Gli aspetti esteriori come avere o non avere la grata, oppure uscire o non uscire per fare la spesa ecc… sono legati alla scelta delle diverse Comunità e alla situazione logistica del Monastero. C’è tuttavia nella clausura un nucleo centrale che accomuna le monache di tutti gli Ordini: “lo stare ferme in un luogo preciso”.

In una cultura in cui tutto è fluido, vaporoso e passeggero, la suora di clausura si pone come una persona che “sta”. La vera disciplina claustrale è racchiusa in questa “attività” – apparentemente passiva – che fa appello a tutte le energie interiori della persona umana. “Siediti e pensa”, diceva secoli fa Evagrio Pontico ai suoi discepoli. É proprio quello che fanno ogni giorno le monache.

Di fronte alle difficoltà della vita, la monaca, aiutata dalla clausura che liberamente ha abbracciato, non rimuove i problemi, ma cerca di incarnarli nel suo vissuto quotidiano, fatto di gioie e fatiche, di soddisfazioni e insuccessi, di forza e fragilità, e li dipana davanti a Dio, con l’aiuto delle sue Consorelle. E quando insorgono difficoltà di relazione con loro, per diversità di età e di formazione, la monaca, anziché “sconnettersi” come si fa con le amicizie virtuali, mette in atto il perdono e la riconciliazione per costruire pazientemente quella comunione evangelica che è obiettivo di tutta la sua vita consacrata.

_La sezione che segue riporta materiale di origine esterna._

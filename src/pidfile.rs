//! The manager's PID file.
//!
//! The file holds the manager's PID in decimal followed by a newline. It is
//! written to a temporary file in the same directory and renamed into place,
//! so readers never see a partial write.

use std::fs::{self, Permissions};
use std::io::Write;
use std::os::unix::fs::PermissionsExt;
use std::path::{Path, PathBuf};

use nix::errno::Errno;
use nix::sys::signal::kill;
use nix::unistd::{Pid, getpid};
use tracing::{debug, warn};

use crate::error::{HerdError, Result};

/// A PID file written by this process.
#[derive(Debug)]
pub struct PidFile {
    path: PathBuf,
    pid: Pid,
}

impl PidFile {
    /// Claim `path` for the current process.
    ///
    /// Fails with [`HerdError::PidConflict`] if the file names another live
    /// process. A file naming this process (a re-executed manager) or a dead
    /// one is overwritten.
    pub fn acquire(path: &Path) -> Result<Self> {
        let pid = getpid();
        if let Some(owner) = read_live_pid(path)
            && owner != pid
        {
            return Err(HerdError::PidConflict {
                pid: owner.as_raw(),
                path: path.to_path_buf(),
            });
        }
        write_atomic(path, pid)?;
        debug!(path = %path.display(), %pid, "wrote pid file");
        Ok(Self {
            path: path.to_path_buf(),
            pid,
        })
    }

    /// Location of the file.
    pub fn path(&self) -> &Path {
        &self.path
    }

    /// Remove the file if it still names this process.
    pub fn release(self) {
        match read_pid(&self.path) {
            Some(pid) if pid == self.pid => {
                if let Err(e) = fs::remove_file(&self.path) {
                    warn!(path = %self.path.display(), error = %e, "failed to remove pid file");
                }
            }
            _ => debug!(path = %self.path.display(), "pid file no longer ours, leaving it"),
        }
    }
}

/// The PID recorded in `path`, if the file exists and holds a positive number.
pub fn read_pid(path: &Path) -> Option<Pid> {
    let text = fs::read_to_string(path).ok()?;
    let raw: i32 = text.trim().parse().ok()?;
    (raw > 0).then(|| Pid::from_raw(raw))
}

/// The PID recorded in `path`, if that process is still alive.
///
/// A process we may not signal (`EPERM`) still exists and counts as alive.
pub fn read_live_pid(path: &Path) -> Option<Pid> {
    let pid = read_pid(path)?;
    match kill(pid, None) {
        Ok(()) | Err(Errno::EPERM) => Some(pid),
        Err(_) => None,
    }
}

fn write_atomic(path: &Path, pid: Pid) -> Result<()> {
    let dir = match path.parent() {
        Some(dir) if !dir.as_os_str().is_empty() => dir,
        _ => Path::new("."),
    };
    let mut tmp = tempfile::Builder::new()
        .prefix(".jobherd-pid")
        .tempfile_in(dir)?;
    writeln!(tmp, "{}", pid)?;
    tmp.as_file()
        .set_permissions(Permissions::from_mode(0o644))?;
    tmp.persist(path).map_err(|e| HerdError::Io(e.error))?;
    Ok(())
}

#[cfg(test)]
mod tests {
    use super::*;
    use std::process::Command;
    use tempfile::tempdir;

    #[test]
    fn test_acquire_writes_pid_and_newline() {
        let dir = tempdir().unwrap();
        let path = dir.path().join("jobherd.pid");
        let pid_file = PidFile::acquire(&path).unwrap();
        let content = fs::read_to_string(&path).unwrap();
        assert_eq!(content, format!("{}\n", getpid()));
        let mode = fs::metadata(&path).unwrap().permissions().mode();
        assert_eq!(mode & 0o777, 0o644);
        assert_eq!(pid_file.path(), path);
    }

    #[test]
    fn test_acquire_conflicts_with_live_process() {
        let dir = tempdir().unwrap();
        let path = dir.path().join("jobherd.pid");
        // PID 1 always exists.
        fs::write(&path, "1\n").unwrap();
        let err = PidFile::acquire(&path).unwrap_err();
        assert!(matches!(err, HerdError::PidConflict { pid: 1, .. }));
        assert_eq!(fs::read_to_string(&path).unwrap(), "1\n");
    }

    #[test]
    fn test_acquire_accepts_own_pid() {
        let dir = tempdir().unwrap();
        let path = dir.path().join("jobherd.pid");
        fs::write(&path, format!("{}\n", getpid())).unwrap();
        assert!(PidFile::acquire(&path).is_ok());
    }

    #[test]
    fn test_acquire_replaces_stale_pid() {
        let dir = tempdir().unwrap();
        let path = dir.path().join("jobherd.pid");
        let mut child = Command::new("true").spawn().unwrap();
        let dead = child.id();
        child.wait().unwrap();
        fs::write(&path, format!("{}\n", dead)).unwrap();

        PidFile::acquire(&path).unwrap();
        assert_eq!(read_pid(&path), Some(getpid()));
    }

    #[test]
    fn test_garbage_is_not_a_pid() {
        let dir = tempdir().unwrap();
        let path = dir.path().join("jobherd.pid");
        fs::write(&path, "not a pid\n").unwrap();
        assert_eq!(read_pid(&path), None);
        fs::write(&path, "0\n").unwrap();
        assert_eq!(read_pid(&path), None);
        assert_eq!(read_live_pid(&dir.path().join("missing.pid")), None);
    }

    #[test]
    fn test_release_only_removes_own_file() {
        let dir = tempdir().unwrap();
        let path = dir.path().join("jobherd.pid");
        let pid_file = PidFile::acquire(&path).unwrap();
        pid_file.release();
        assert!(!path.exists());

        let pid_file = PidFile::acquire(&path).unwrap();
        fs::write(&path, "1\n").unwrap();
        pid_file.release();
        assert!(path.exists());
    }

    #[test]
    fn test_no_temporary_files_left_behind() {
        let dir = tempdir().unwrap();
        let path = dir.path().join("jobherd.pid");
        PidFile::acquire(&path).unwrap();
        let entries: Vec<_> = fs::read_dir(dir.path()).unwrap().collect();
        assert_eq!(entries.len(), 1);
    }
}
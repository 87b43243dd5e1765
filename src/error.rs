//! Error types for jobherd.

use std::path::PathBuf;
use thiserror::Error;

/// Main error type for jobherd.
#[derive(Error, Debug)]
pub enum HerdError {
    #[error("IO error: {0}")]
    Io(#[from] std::io::Error),

    #[error("System call failed: {0}")]
    Sys(#[from] nix::errno::Errno),

    #[error("Invalid configuration: {0}")]
    InvalidConfig(String),

    #[error("Already running on PID:{pid} (or pid={} is stale)", path.display())]
    PidConflict { pid: i32, path: PathBuf },

    #[error("Settings file error: {0}")]
    ConfigFile(String),

    #[error("Hook {hook} failed: {message}")]
    Hook { hook: &'static str, message: String },

    #[error("Worker error: {0}")]
    Worker(String),

    #[error("Unknown user or group: {0}")]
    UnknownUser(String),
}

impl HerdError {
    /// Wrap an error returned by an application hook.
    pub fn hook(hook: &'static str, err: &anyhow::Error) -> Self {
        Self::Hook {
            hook,
            message: format!("{:#}", err),
        }
    }

    /// Whether this error is an interrupted system call that should be retried.
    pub fn is_interrupted(&self) -> bool {
        match self {
            Self::Sys(errno) => *errno == nix::errno::Errno::EINTR,
            Self::Io(e) => e.kind() == std::io::ErrorKind::Interrupted,
            _ => false,
        }
    }
}

/// Result type alias for jobherd operations.
pub type Result<T> = std::result::Result<T, HerdError>;
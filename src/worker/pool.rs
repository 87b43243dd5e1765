//! Registry of live workers, keyed by process ID.
//!
//! The pool only does bookkeeping and signal delivery. The manager decides
//! when to spawn, reap, or retire workers.

use std::collections::HashMap;

use nix::errno::Errno;
use nix::sys::signal::Signal;
use nix::sys::wait::{WaitPidFlag, WaitStatus, waitpid};
use nix::unistd::Pid;
use tracing::{debug, warn};

use super::proc::WorkerRecord;
use super::signals::{TerminationReason, analyze_wait_status};

/// What it takes to bring the pool to the desired size.
#[derive(Debug, Clone, PartialEq, Eq)]
pub enum Reconcile<K> {
    /// Live count already matches.
    Steady,
    /// Spawn workers for these ordinals.
    Spawn(Vec<usize>),
    /// Gracefully retire these workers.
    Retire(Vec<K>),
}

/// Plan how to converge `live` workers (key, ordinal) on `desired`.
///
/// Too few workers: every ordinal in `[0, desired)` without a live holder is
/// spawned. Too many: every worker whose ordinal is `>= desired` is retired.
pub fn plan_reconcile<K: Copy>(live: &[(K, usize)], desired: usize) -> Reconcile<K> {
    if live.len() == desired {
        return Reconcile::Steady;
    }
    if live.len() < desired {
        let missing = (0..desired)
            .filter(|nr| !live.iter().any(|(_, held)| held == nr))
            .collect();
        return Reconcile::Spawn(missing);
    }
    let excess = live
        .iter()
        .filter(|(_, nr)| *nr >= desired)
        .map(|(key, _)| *key)
        .collect();
    Reconcile::Retire(excess)
}

/// A child collected by [`WorkerPool::reap_all`].
#[derive(Debug)]
pub struct Reaped {
    /// Process ID of the child.
    pub pid: Pid,
    /// Ordinal, if the child was a registered worker.
    pub nr: Option<usize>,
    /// Why it went away.
    pub reason: TerminationReason,
}

/// The manager's registry of live workers.
#[derive(Debug, Default)]
pub struct WorkerPool {
    workers: HashMap<Pid, WorkerRecord>,
    ready_seq: u64,
}

impl WorkerPool {
    /// Create an empty pool.
    pub fn new() -> Self {
        Self::default()
    }

    /// Number of live workers.
    pub fn len(&self) -> usize {
        self.workers.len()
    }

    /// Whether the pool has no workers.
    pub fn is_empty(&self) -> bool {
        self.workers.is_empty()
    }

    /// Register a freshly forked worker.
    pub fn insert(&mut self, record: WorkerRecord) {
        self.workers.insert(record.pid(), record);
    }

    /// Drop a worker's record, closing its pipes and heartbeat.
    pub fn remove(&mut self, pid: Pid) -> Option<WorkerRecord> {
        self.workers.remove(&pid)
    }

    /// Look up a worker.
    pub fn get(&self, pid: Pid) -> Option<&WorkerRecord> {
        self.workers.get(&pid)
    }

    /// Iterate over live workers.
    pub fn iter(&self) -> impl Iterator<Item = &WorkerRecord> {
        self.workers.values()
    }

    /// `(pid, ordinal)` for every live worker.
    pub fn ordinals(&self) -> Vec<(Pid, usize)> {
        self.workers.values().map(|w| (w.pid(), w.nr())).collect()
    }

    /// Whether any worker is waiting for a job.
    pub fn has_ready(&self) -> bool {
        self.workers.values().any(WorkerRecord::is_ready)
    }

    /// Record readiness reports from `pid`.
    pub fn collect_ready(&mut self, pid: Pid) {
        self.ready_seq += 1;
        let seq = self.ready_seq;
        if let Some(record) = self.workers.get_mut(&pid) {
            match record.collect_ready(seq) {
                Ok(true) => {}
                Ok(false) => debug!(worker = record.nr(), %pid, "ready pipe closed"),
                Err(e) => warn!(worker = record.nr(), %pid, error = %e, "failed to read ready pipe"),
            }
        }
    }

    /// The worker that has been waiting for a job the longest.
    pub fn longest_ready(&mut self) -> Option<&mut WorkerRecord> {
        self.workers
            .values_mut()
            .filter(|w| w.is_ready())
            .min_by_key(|w| (w.ready_since(), w.nr()))
    }

    /// Deliver `signal` to one worker, forgetting it if it is already gone.
    pub fn kill_worker(&mut self, pid: Pid, signal: Signal) {
        let Some(record) = self.workers.get(&pid) else {
            return;
        };
        match record.signal(signal) {
            Ok(true) => {}
            Ok(false) => {
                self.workers.remove(&pid);
            }
            Err(e) => warn!(%pid, signal = signal.as_str(), error = %e, "failed to signal worker"),
        }
    }

    /// Deliver `signal` to every worker.
    pub fn kill_each_worker(&mut self, signal: Signal) {
        let pids: Vec<Pid> = self.workers.keys().copied().collect();
        for pid in pids {
            self.kill_worker(pid, signal);
        }
    }

    /// Collect every exited child without blocking.
    pub fn reap_all(&mut self) -> Vec<Reaped> {
        let mut reaped = Vec::new();
        loop {
            match waitpid(Pid::from_raw(-1), Some(WaitPidFlag::WNOHANG)) {
                Ok(WaitStatus::StillAlive) => break,
                Ok(status) => {
                    let Some(pid) = status.pid() else { continue };
                    let nr = self.workers.remove(&pid).map(|record| record.nr());
                    reaped.push(Reaped {
                        pid,
                        nr,
                        reason: analyze_wait_status(status),
                    });
                }
                Err(Errno::EINTR) => continue,
                Err(Errno::ECHILD) => break,
                Err(e) => {
                    warn!(error = %e, "waitpid failed");
                    break;
                }
            }
        }
        reaped
    }

    /// Block until `pid` exits and drop its record.
    pub fn reap_blocking(&mut self, pid: Pid) -> Option<Reaped> {
        loop {
            match waitpid(pid, None) {
                Ok(status) => {
                    let nr = self.workers.remove(&pid).map(|record| record.nr());
                    return Some(Reaped {
                        pid,
                        nr,
                        reason: analyze_wait_status(status),
                    });
                }
                Err(Errno::EINTR) => continue,
                Err(_) => {
                    self.workers.remove(&pid);
                    return None;
                }
            }
        }
    }

    /// Drop every record without signalling anyone.
    ///
    /// Used in a freshly forked worker, which inherited copies of the other
    /// workers' descriptors and must close them.
    pub fn forget_inherited(&mut self) {
        self.workers.clear();
    }
}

Oggi la frenesia della vita induce spesso le persone a non guardare in faccia i problemi reali; si preferisce fuggire, negare, dare la colpa agli altri, o ritirarsi nella propria torre d’avorio. La claustrale invece, per essere fedele alla sua vocazione, sceglie di rimanere in Monastero, nella culla della sua Comunità, proprio come una sposa che rimane fedele allo sposo nella buona e nella cattiva sorte.

La clausura è l’abito nuziale della monaca, segno di uno stile di vita capace di parlare a tutti, credenti e non credenti, che induce domande a cui è difficile sottrarsi.

La clausura resta come una pietra d’inciampo, richiamo a una stabilità a cui il mondo anela forse senza saperlo, una stabilità ordinata a Dio e ai fratelli.

La clausura è un limite che non limita, appunto perché ci apre a Dio e al mondo intero; é strumento privilegiato di evangelizzazione secondo il carisma che S. Domenico di Guzman, nostro Fondatore, ha trasmesso alle sue monache: stare davanti a Dio per parlarGli degli uomini; mentre i predicatori del Vangelo di pace vanno e parlano agli uomini di Dio.